RADIO VALDÉS

Hecha en Patagonia, para el mundo.

NEGRO DROGÓN

 

Cuando sos pobre, drogón y estás desde que naciste en la periferia, en los márgenes del sistema, lo único que te puede salvar es creer. Creer que algún día vas a cambiar, creer que vas a dejar de consumir, creer que vas a dejar de ser pobre.

Las adicciones son un grupo complejo y multicausal de problemáticas a las que el Estado debe dar respuesta. Esta forma severa de trastorno por consumo de sustancias tiene consecuencias devastadoras para pibes, pibas y sociedad en general.

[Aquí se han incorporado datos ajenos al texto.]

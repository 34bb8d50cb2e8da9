//! Error types for the session layer.

use std::fmt;

/// The provider operation that failed.
#[derive(Debug, Clone, Copy, PartialEq, Eq)]
pub enum AuthOp {
    GetSession,
    SignIn,
    SignUp,
    SignOut,
}

impl fmt::Display for AuthOp {
    fn fmt(&self, f: &mut fmt::Formatter<'_>) -> fmt::Result {
        let name = match self {
            Self::GetSession => "get_session",
            Self::SignIn => "sign_in",
            Self::SignUp => "sign_up",
            Self::SignOut => "sign_out",
        };
        f.write_str(name)
    }
}

/// An error reported by the identity provider itself.
///
/// The message is whatever the provider said (`"Invalid login
/// credentials"`, `"Email not confirmed"`, ...) and is shown to the user
/// as-is.
#[derive(Debug, Clone, PartialEq, Eq, thiserror::Error)]
#[error("{message}")]
pub struct ProviderError {
    pub message: String,
}

impl ProviderError {
    pub fn new(message: impl Into<String>) -> Self {
        Self {
            message: message.into(),
        }
    }
}

/// Errors surfaced by the [`SessionGateway`](crate::SessionGateway).
#[derive(Debug, Clone, PartialEq, Eq, thiserror::Error)]
pub enum SessionError {
    /// No identity provider was configured. Every auth-dependent feature
    /// is unavailable.
    #[error("identity provider is not available")]
    ProviderUnavailable,

    /// A specific provider call failed.
    #[error("{op} failed: {message}")]
    Provider { op: AuthOp, message: String },
}

impl SessionError {
    pub(crate) fn provider(op: AuthOp, err: ProviderError) -> Self {
        Self::Provider {
            op,
            message: err.message,
        }
    }

    /// Text suitable for an inline status message.
    ///
    /// Falls back to a generic per-operation message when the provider
    /// returned an empty one.
    pub fn user_message(&self) -> &str {
        match self {
            Self::ProviderUnavailable => "Authentication service unavailable.",
            Self::Provider { message, .. } if !message.trim().is_empty() => message,
            Self::Provider { op, .. } => match op {
                AuthOp::SignIn => "Authentication failed.",
                AuthOp::SignUp => "Registration failed.",
                AuthOp::SignOut => "Logout failed.",
                AuthOp::GetSession => "Session check failed.",
            },
        }
    }
}

/// Errors from a key/value store.
#[derive(Debug, Clone, PartialEq, Eq, thiserror::Error)]
pub enum StorageError {
    /// The store could not be accessed (disabled, quota, poisoned lock).
    #[error("storage unavailable: {0}")]
    Unavailable(String),
}
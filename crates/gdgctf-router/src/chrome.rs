//! Small pieces of page chrome outside the router's view switching.

/// Scroll offset past which the navbar switches to its compact style.
pub const NAVBAR_SCROLL_THRESHOLD: f64 = 50.0;

/// Whether the navbar should be drawn in its scrolled state.
pub fn navbar_scrolled(scroll_y: f64) -> bool {
    scroll_y > NAVBAR_SCROLL_THRESHOLD
}

/// Mobile navigation menu. The router closes it on every page activation.
#[derive(Debug, Clone, Copy, Default, PartialEq, Eq)]
pub struct NavMenu {
    open: bool,
}

impl NavMenu {
    /// Flips the menu; returns the new state.
    pub fn toggle(&mut self) -> bool {
        self.open = !self.open;
        self.open
    }

    pub fn close(&mut self) {
        self.open = false;
    }

    pub fn is_open(&self) -> bool {
        self.open
    }
}

/// Collapsible hint panel on the challenge page.
#[derive(Debug, Clone, Copy, Default, PartialEq, Eq)]
pub struct HintToggle {
    open: bool,
}

impl HintToggle {
    pub fn toggle(&mut self) -> bool {
        self.open = !self.open;
        self.open
    }

    pub fn is_open(&self) -> bool {
        self.open
    }
}
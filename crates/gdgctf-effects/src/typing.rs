//! Terminal-style typing animation for the hero banner.
//!
//! Types a line one character at a time, holds it, deletes it, then moves
//! to the next line, forever. [`TypingEffect::tick`] is pure: it returns
//! the text to show and how long to wait before the next tick.

use std::time::Duration;

use serde::{Deserialize, Serialize};

/// Lines cycled by the landing page banner.
pub const DEFAULT_LINES: [&str; 5] = [
    "Initializing system...",
    "Loading challenges...",
    "Scanning vulnerabilities...",
    "Access granted.",
    "Welcome, hacker.",
];

#[derive(Debug, Clone, PartialEq, Eq, Serialize, Deserialize)]
#[serde(default)]
pub struct TypingConfig {
    pub type_ms: u64,
    pub delete_ms: u64,
    /// Pause once a line is fully typed.
    pub hold_ms: u64,
    /// Pause after a line is fully deleted.
    pub next_line_ms: u64,
}

impl Default for TypingConfig {
    fn default() -> Self {
        Self {
            type_ms: 60,
            delete_ms: 30,
            hold_ms: 2_000,
            next_line_ms: 500,
        }
    }
}

/// One step of the animation.
#[derive(Debug, Clone, PartialEq, Eq)]
pub struct TypingFrame {
    pub text: String,
    pub delay: Duration,
}

#[derive(Debug, Clone)]
pub struct TypingEffect {
    lines: Vec<Vec<char>>,
    line: usize,
    chars: usize,
    deleting: bool,
    config: TypingConfig,
}

impl TypingEffect {
    pub fn new<I, S>(lines: I, config: TypingConfig) -> Self
    where
        I: IntoIterator<Item = S>,
        S: AsRef<str>,
    {
        Self {
            lines: lines
                .into_iter()
                .map(|line| line.as_ref().chars().collect())
                .collect(),
            line: 0,
            chars: 0,
            deleting: false,
            config,
        }
    }

    /// Advances one character and returns what to display.
    pub fn tick(&mut self) -> TypingFrame {
        let Some(current) = self.lines.get(self.line) else {
            return TypingFrame {
                text: String::new(),
                delay: Duration::from_millis(self.config.hold_ms),
            };
        };
        let len = current.len();

        if self.deleting {
            self.chars = self.chars.saturating_sub(1);
        } else {
            self.chars = (self.chars + 1).min(len);
        }
        let text: String = current[..self.chars].iter().collect();

        let mut delay_ms = if self.deleting {
            self.config.delete_ms
        } else {
            self.config.type_ms
        };

        if !self.deleting && self.chars == len {
            delay_ms = self.config.hold_ms;
            self.deleting = true;
        } else if self.deleting && self.chars == 0 {
            self.deleting = false;
            self.line = (self.line + 1) % self.lines.len();
            delay_ms = self.config.next_line_ms;
        }

        TypingFrame {
            text,
            delay: Duration::from_millis(delay_ms),
        }
    }

    /// Index of the line currently being typed or deleted.
    pub fn line_index(&self) -> usize {
        self.line
    }

    /// Drives the animation forever, handing each frame to `render`.
    pub async fn run<F>(mut self, mut render: F)
    where
        F: FnMut(&str),
    {
        loop {
            let frame = self.tick();
            render(&frame.text);
            tokio::time::sleep(frame.delay).await;
        }
    }
}

impl Default for TypingEffect {
    fn default() -> Self {
        Self::new(DEFAULT_LINES, TypingConfig::default())
    }
}

#[cfg(test)]
mod tests {
    use super::*;

    fn effect(lines: &[&str]) -> TypingEffect {
        TypingEffect::new(lines.iter().copied(), TypingConfig::default())
    }

    #[test]
    fn test_tick_types_then_holds_then_deletes() {
        let mut fx = effect(&["ab", "c"]);

        let f1 = fx.tick();
        assert_eq!((f1.text.as_str(), f1.delay.as_millis()), ("a", 60));
        let f2 = fx.tick();
        assert_eq!((f2.text.as_str(), f2.delay.as_millis()), ("ab", 2_000));
        let f3 = fx.tick();
        assert_eq!((f3.text.as_str(), f3.delay.as_millis()), ("a", 30));
        let f4 = fx.tick();
        assert_eq!((f4.text.as_str(), f4.delay.as_millis()), ("", 500));
        assert_eq!(fx.line_index(), 1);

        let f5 = fx.tick();
        assert_eq!((f5.text.as_str(), f5.delay.as_millis()), ("c", 2_000));
    }

    #[test]
    fn test_tick_wraps_to_first_line() {
        let mut fx = effect(&["x"]);
        fx.tick();
        fx.tick();
        assert_eq!(fx.line_index(), 0);
        assert_eq!(fx.tick().text, "x");
    }

    #[test]
    fn test_tick_handles_multibyte_chars() {
        let mut fx = effect(&["✓ok"]);
        assert_eq!(fx.tick().text, "✓");
        assert_eq!(fx.tick().text, "✓o");
    }

    #[test]
    fn test_tick_without_lines_is_empty() {
        let mut fx = effect(&[]);
        assert_eq!(fx.tick().text, "");
    }

    #[test]
    fn test_default_uses_banner_lines() {
        let mut fx = TypingEffect::default();
        assert_eq!(fx.tick().text, "I");
    }
}
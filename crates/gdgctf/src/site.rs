//! `Site` builder: wires config, provider and storage into the pieces a
//! page needs.

use std::sync::Arc;

use gdgctf_effects::{FlagTerminal, TypingEffect};
use gdgctf_router::{AuthFlow, AuthPage, Browser, Router, RouterHandle, spawn_router};
use gdgctf_session::{IdentityProvider, KeyValueStore, SessionError, SessionGateway};
use tokio::task::JoinHandle;

use crate::{SiteConfig, SiteError};

/// Builder for a [`Site`].
///
/// # Example
///
/// ```rust
/// use std::sync::Arc;
///
/// use gdgctf::prelude::*;
///
/// let site = Site::builder()
///     .config(SiteConfig::default())
///     .provider(Arc::new(MemoryIdentityProvider::new()))
///     .store(Arc::new(MemoryStore::new("localStorage")))
///     .build()?;
/// assert_eq!(site.config().login_path, "login.html");
/// # Ok::<(), SiteError>(())
/// ```
pub struct SiteBuilder<P: IdentityProvider> {
    config: SiteConfig,
    provider: Option<Arc<P>>,
    stores: Vec<Arc<dyn KeyValueStore>>,
}

impl<P: IdentityProvider> SiteBuilder<P> {
    pub fn new() -> Self {
        Self {
            config: SiteConfig::default(),
            provider: None,
            stores: Vec::new(),
        }
    }

    /// Sets the config. It is validated on [`build`](Self::build).
    pub fn config(mut self, config: SiteConfig) -> Self {
        self.config = config;
        self
    }

    pub fn provider(mut self, provider: Arc<P>) -> Self {
        self.provider = Some(provider);
        self
    }

    /// Adds a store to clear auth artifacts from on logout.
    pub fn store(mut self, store: Arc<dyn KeyValueStore>) -> Self {
        self.stores.push(store);
        self
    }

    /// # Errors
    /// [`SessionError::ProviderUnavailable`] when no provider was set.
    pub fn build(self) -> Result<Site<P>, SiteError> {
        let Some(provider) = self.provider else {
            tracing::error!("identity provider not configured; auth features unavailable");
            return Err(SessionError::ProviderUnavailable.into());
        };
        let config = self.config.validated();

        let gateway = self
            .stores
            .into_iter()
            .fold(SessionGateway::new(provider), SessionGateway::with_store)
            .with_storage_config(config.auth_storage.clone());

        tracing::info!(
            index = %config.index_path,
            login = %config.login_path,
            protected = ?config.protected_pages,
            "site built"
        );
        Ok(Site { config, gateway })
    }
}

impl<P: IdentityProvider> Default for SiteBuilder<P> {
    fn default() -> Self {
        Self::new()
    }
}

/// A configured site. Hands out routers, auth flows and page effects that
/// share one session gateway.
pub struct Site<P: IdentityProvider> {
    config: SiteConfig,
    gateway: SessionGateway<P>,
}

impl<P: IdentityProvider> Site<P> {
    pub fn builder() -> SiteBuilder<P> {
        SiteBuilder::new()
    }

    pub fn config(&self) -> &SiteConfig {
        &self.config
    }

    pub fn gateway(&self) -> &SessionGateway<P> {
        &self.gateway
    }

    /// Router for the index document.
    pub fn router<B: Browser>(&self, browser: B) -> Router<P, B> {
        Router::new(self.gateway.clone(), browser, self.config.router_config())
    }

    /// Starts a router task. Must be called from within a Tokio runtime.
    pub fn spawn_router<B: Browser>(&self, browser: B) -> (RouterHandle, JoinHandle<Router<P, B>>) {
        spawn_router(self.router(browser))
    }

    /// Flow for an auth document loaded with `query`.
    pub fn auth_flow<A: AuthPage>(&self, page: A, query: &str) -> AuthFlow<P, A> {
        AuthFlow::new(
            self.gateway.clone(),
            page,
            self.config.auth_flow_config(),
            query,
        )
    }

    pub fn flag_terminal(&self) -> FlagTerminal {
        FlagTerminal::new(self.config.flag.clone())
    }

    /// Hero typing effect with the default lines.
    pub fn typing_effect(&self) -> TypingEffect {
        TypingEffect::default()
    }
}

Los circuitos cerebrales alterados en la adicción son los de recompensa, la motivación, el control ejecutivo y el procesamiento emocional. Estas alteraciones funcionales y estructurales permiten entender un poco la conducta de quienes padecen adicción, la incapacidad de priorizar beneficios a largo plazo y buscar placer en la inmediatez. Las sustancias toxicas inciden directamente en el sistema de la Dopamina, un neurotransmisor asociado al placer, que casualmente también está asociado a los procesos de aprendizaje y memoria. La adicción se aprende y se almacena como memoria en el cerebro.

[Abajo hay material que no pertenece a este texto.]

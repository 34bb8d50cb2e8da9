//! Page identifiers and the page registry.
//!
//! The site has a small, closed set of views. Everything that arrives from
//! outside (URL fragments, link attributes, the `next` query parameter) is a
//! plain string until it has passed through [`sanitize`]. Only then does it
//! become a [`PageId`], and only a `PageId` is ever written back into the
//! DOM or the address bar.

use std::fmt;

use serde::{Deserialize, Serialize};

// ---------------------------------------------------------------------------
// PageId
// ---------------------------------------------------------------------------

/// One of the fixed views of the site.
///
/// Serialized as its lowercase name, so `PageId::Dashboard` becomes
/// `"dashboard"` in JSON and in URLs.
#[derive(
    Debug, Clone, Copy, PartialEq, Eq, Hash, PartialOrd, Ord, Serialize, Deserialize,
)]
#[serde(rename_all = "lowercase")]
pub enum PageId {
    Landing,
    Dashboard,
    Challenge,
    Leaderboard,
}

impl PageId {
    /// Every page, in navigation order.
    pub const ALL: [PageId; 4] = [
        PageId::Landing,
        PageId::Dashboard,
        PageId::Challenge,
        PageId::Leaderboard,
    ];

    /// The name used in fragments, link attributes and view element ids.
    pub const fn as_str(self) -> &'static str {
        match self {
            Self::Landing => "landing",
            Self::Dashboard => "dashboard",
            Self::Challenge => "challenge",
            Self::Leaderboard => "leaderboard",
        }
    }

    /// Exact, case-sensitive lookup by name.
    ///
    /// `"Dashboard"`, `" dashboard"` and `"dashboard?x=1"` are all unknown.
    /// Callers that need whitespace tolerance (the fragment reader) trim
    /// before calling.
    pub fn from_name(name: &str) -> Option<Self> {
        Self::ALL.into_iter().find(|page| page.as_str() == name)
    }
}

impl fmt::Display for PageId {
    fn fmt(&self, f: &mut fmt::Formatter<'_>) -> fmt::Result {
        f.write_str(self.as_str())
    }
}

// ---------------------------------------------------------------------------
// Sanitization
// ---------------------------------------------------------------------------

/// Validates an externally supplied page name.
///
/// Returns the matching [`PageId`] if and only if `candidate` names a known
/// page; otherwise returns `fallback`. Absent, empty and hostile input all
/// take the fallback path. There are no side effects.
///
/// ```rust
/// use gdgctf_pages::{sanitize, PageId};
///
/// assert_eq!(sanitize(Some("challenge"), PageId::Landing), PageId::Challenge);
/// assert_eq!(sanitize(Some("javascript:alert(1)"), PageId::Landing), PageId::Landing);
/// assert_eq!(sanitize(None, PageId::Dashboard), PageId::Dashboard);
/// ```
pub fn sanitize(candidate: Option<&str>, fallback: PageId) -> PageId {
    candidate.and_then(PageId::from_name).unwrap_or(fallback)
}

// ---------------------------------------------------------------------------
// PageRegistry
// ---------------------------------------------------------------------------

/// The set of known pages and the subset that requires a session.
///
/// Built once at startup and never mutated afterwards.
#[derive(Debug, Clone, PartialEq, Eq)]
pub struct PageRegistry {
    protected: Vec<PageId>,
}

impl PageRegistry {
    /// Creates a registry with the given protected pages.
    pub fn new(protected: impl IntoIterator<Item = PageId>) -> Self {
        let mut protected: Vec<PageId> = protected.into_iter().collect();
        protected.sort();
        protected.dedup();
        Self { protected }
    }

    /// Every known page.
    pub fn all(&self) -> &'static [PageId] {
        &PageId::ALL
    }

    /// Pages that need an authenticated session.
    pub fn protected(&self) -> &[PageId] {
        &self.protected
    }

    /// Returns `true` if `page` needs an authenticated session.
    pub fn is_protected(&self, page: PageId) -> bool {
        self.protected.contains(&page)
    }

    /// Returns `true` if `name` is a known page name.
    pub fn contains(&self, name: &str) -> bool {
        PageId::from_name(name).is_some()
    }
}

/// Dashboard and challenge are protected; landing and leaderboard are public.
impl Default for PageRegistry {
    fn default() -> Self {
        Self::new([PageId::Dashboard, PageId::Challenge])
    }
}

#[cfg(test)]
mod tests {
    use super::*;

    #[test]
    fn test_from_name_known_pages_round_trip_through_as_str() {
        for page in PageId::ALL {
            assert_eq!(PageId::from_name(page.as_str()), Some(page));
        }
    }

    #[test]
    fn test_from_name_is_case_sensitive() {
        assert_eq!(PageId::from_name("Dashboard"), None);
        assert_eq!(PageId::from_name("LANDING"), None);
    }

    #[test]
    fn test_sanitize_unknown_inputs_return_fallback() {
        let hostile = [
            "",
            " ",
            "admin",
            "dashboard ",
            " landing",
            "challenge#x",
            "../dashboard",
            "https://evil.example/",
            "javascript:alert(1)",
            "<img src=x onerror=alert(1)>",
            "leaderboard\0",
            "dashboard%20",
        ];
        for input in hostile {
            assert_eq!(
                sanitize(Some(input), PageId::Landing),
                PageId::Landing,
                "input {input:?} should fall back"
            );
            assert_eq!(
                sanitize(Some(input), PageId::Dashboard),
                PageId::Dashboard,
                "input {input:?} should fall back"
            );
        }
    }

    #[test]
    fn test_sanitize_absent_returns_fallback() {
        assert_eq!(sanitize(None, PageId::Leaderboard), PageId::Leaderboard);
    }

    #[test]
    fn test_sanitize_known_page_ignores_fallback() {
        assert_eq!(
            sanitize(Some("leaderboard"), PageId::Landing),
            PageId::Leaderboard
        );
    }

    #[test]
    fn test_default_registry_protects_dashboard_and_challenge() {
        let registry = PageRegistry::default();
        assert!(registry.is_protected(PageId::Dashboard));
        assert!(registry.is_protected(PageId::Challenge));
        assert!(!registry.is_protected(PageId::Landing));
        assert!(!registry.is_protected(PageId::Leaderboard));
        assert_eq!(registry.all().len(), 4);
    }

    #[test]
    fn test_registry_new_deduplicates_protected_pages() {
        let registry =
            PageRegistry::new([PageId::Challenge, PageId::Challenge]);
        assert_eq!(registry.protected(), &[PageId::Challenge]);
    }

    #[test]
    fn test_page_id_serializes_lowercase() {
        let json = serde_json::to_string(&PageId::Leaderboard).unwrap();
        assert_eq!(json, "\"leaderboard\"");
        let back: PageId = serde_json::from_str("\"challenge\"").unwrap();
        assert_eq!(back, PageId::Challenge);
    }
}
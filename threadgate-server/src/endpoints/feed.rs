//! The main screen and logout.

use axum::extract::{Query, State};
use axum::response::{IntoResponse, Redirect, Response};
use axum::{Json, Router, routing};
use serde::Deserialize;
use threadgate_service::gate::GateOutcome;

use crate::endpoints::common::{ApiResult, navigate};
use crate::state::ServiceState;

pub fn router() -> Router<ServiceState> {
    Router::new()
        .route("/", routing::get(main_screen))
        .route("/logout", routing::post(logout))
}

#[derive(Debug, Default, Deserialize)]
struct FeedQuery {
    /// Search keyword, ignored without the keyword search scope.
    q: Option<String>,
}

async fn main_screen(
    State(state): State<ServiceState>,
    Query(query): Query<FeedQuery>,
) -> ApiResult<Response> {
    let response = match state.client.enter(query.q.as_deref()).await? {
        GateOutcome::Redirect(route) => navigate(route).into_response(),
        GateOutcome::Render(view) => Json(view).into_response(),
    };

    Ok(response)
}

async fn logout(State(state): State<ServiceState>) -> ApiResult<Redirect> {
    let route = state.client.logout().await?;
    Ok(navigate(route))
}
//! The permission selection screen.
//!
//! Every mutation answers with the updated [`SelectorView`]. Confirming hands the selection to the
//! login screen through session storage.

use axum::extract::State;
use axum::response::Redirect;
use axum::{Json, Router, routing};
use serde::Deserialize;
use threadgate_service::selector::SelectorView;
use threadgate_types::Scope;

use crate::endpoints::common::{ApiResult, navigate};
use crate::state::ServiceState;

pub fn router() -> Router<ServiceState> {
    Router::new()
        .route("/permissions", routing::get(enter))
        .route("/permissions/toggle", routing::post(toggle))
        .route("/permissions/select-all", routing::post(select_all))
        .route("/permissions/deselect-all", routing::post(deselect_all))
        .route("/permissions/confirm", routing::post(confirm))
}

#[derive(Debug, Deserialize)]
struct ToggleRequest {
    scope: Scope,
}

/// Opens the screen with the whole catalog selected.
async fn enter(State(state): State<ServiceState>) -> Json<SelectorView> {
    let mut selector = state.selector();
    selector.select_all();
    Json(selector.view())
}

async fn toggle(
    State(state): State<ServiceState>,
    Json(request): Json<ToggleRequest>,
) -> Json<SelectorView> {
    let mut selector = state.selector();
    selector.toggle(request.scope);
    Json(selector.view())
}

async fn select_all(State(state): State<ServiceState>) -> Json<SelectorView> {
    let mut selector = state.selector();
    selector.select_all();
    Json(selector.view())
}

async fn deselect_all(State(state): State<ServiceState>) -> Json<SelectorView> {
    let mut selector = state.selector();
    selector.deselect_all();
    Json(selector.view())
}

async fn confirm(State(state): State<ServiceState>) -> ApiResult<Redirect> {
    let selector = state.selector().clone();
    let route = state.client.confirm_selection(&selector).await?;
    Ok(navigate(route))
}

Las sustancias también afectan la corteza pre-frontal (una región ubicada detrás de la frente), esta zona dirige la capacidad de pensar, planificar, resolver problemas, tomar decisiones y controlar impulsos. Esta zona es la última en madurar y lo hace alrededor de los 18 a 20 años. Los pibes comienzan a consumir sustancias desde mucho antes de esta edad. Los trastornos por consumo de sustancias entonces generan un deterioro cognitivo, déficit en la planificación, impulsividad, conductas desadaptadas y desorganizadas.

Nuestro cerebro esta “cableado” para aumentar las probabilidades de que repitamos una actividad que nos generó placer.

Los pibes usuarios de drogas desarrollan vínculos, estrategias de supervivencias para disminuir un poco la opresión y el malestar. Estrategias para calmar la angustia, la desesperación, la soledad. Estrategias para anestesiar el dolor, el frío y el hambre. Se va toda esa mierda por un rato y luego regresa, y el “bajón” lo espera sin consuelo. El estigma, la discriminación, las sanciones sociales y moralistas recaen sobre ellos. “ Es un drogón de mierda”. En su historia se lo recordará como un delincuente, aún sin demasiadas pruebas y la familia recibirá las críticas de que no se preocupaban por él, y la madre será una “mala madre» porque no internó a su hijo.

El desempleo, la ausencia de expectativas futuras, la discriminación en el acceso a un empleo, la fragilidad de los vínculos sociales, la falta de figuras adultas representativas, la falta de acceso a la salud y a la educación, la calidad de las sustancias que consumen los pibes pobres, el abandono, la calle, el frió, el hambre. Los contextos sociales son determinantes también en la relación de las personas con las sustancias toxicas.

Luego de varios tratamientos, de ingresar llevados por la policía, solos, recaídas, internaciones involuntarias, fugarse de la internación, medicaciones, terapias, nuevas recaídas…

Para quienes logren realizar un tratamiento completo en alguna Comunidad Terapéutica, llega el momento de intentar integrarse de un modo diferente a la sociedad, y esto es precisamente lo más difícil, ésto de que como sociedad los veamos con otros ojos, ésto de empezar de nuevo, ésto de competir con otros pibes que no pasaron por esta situación.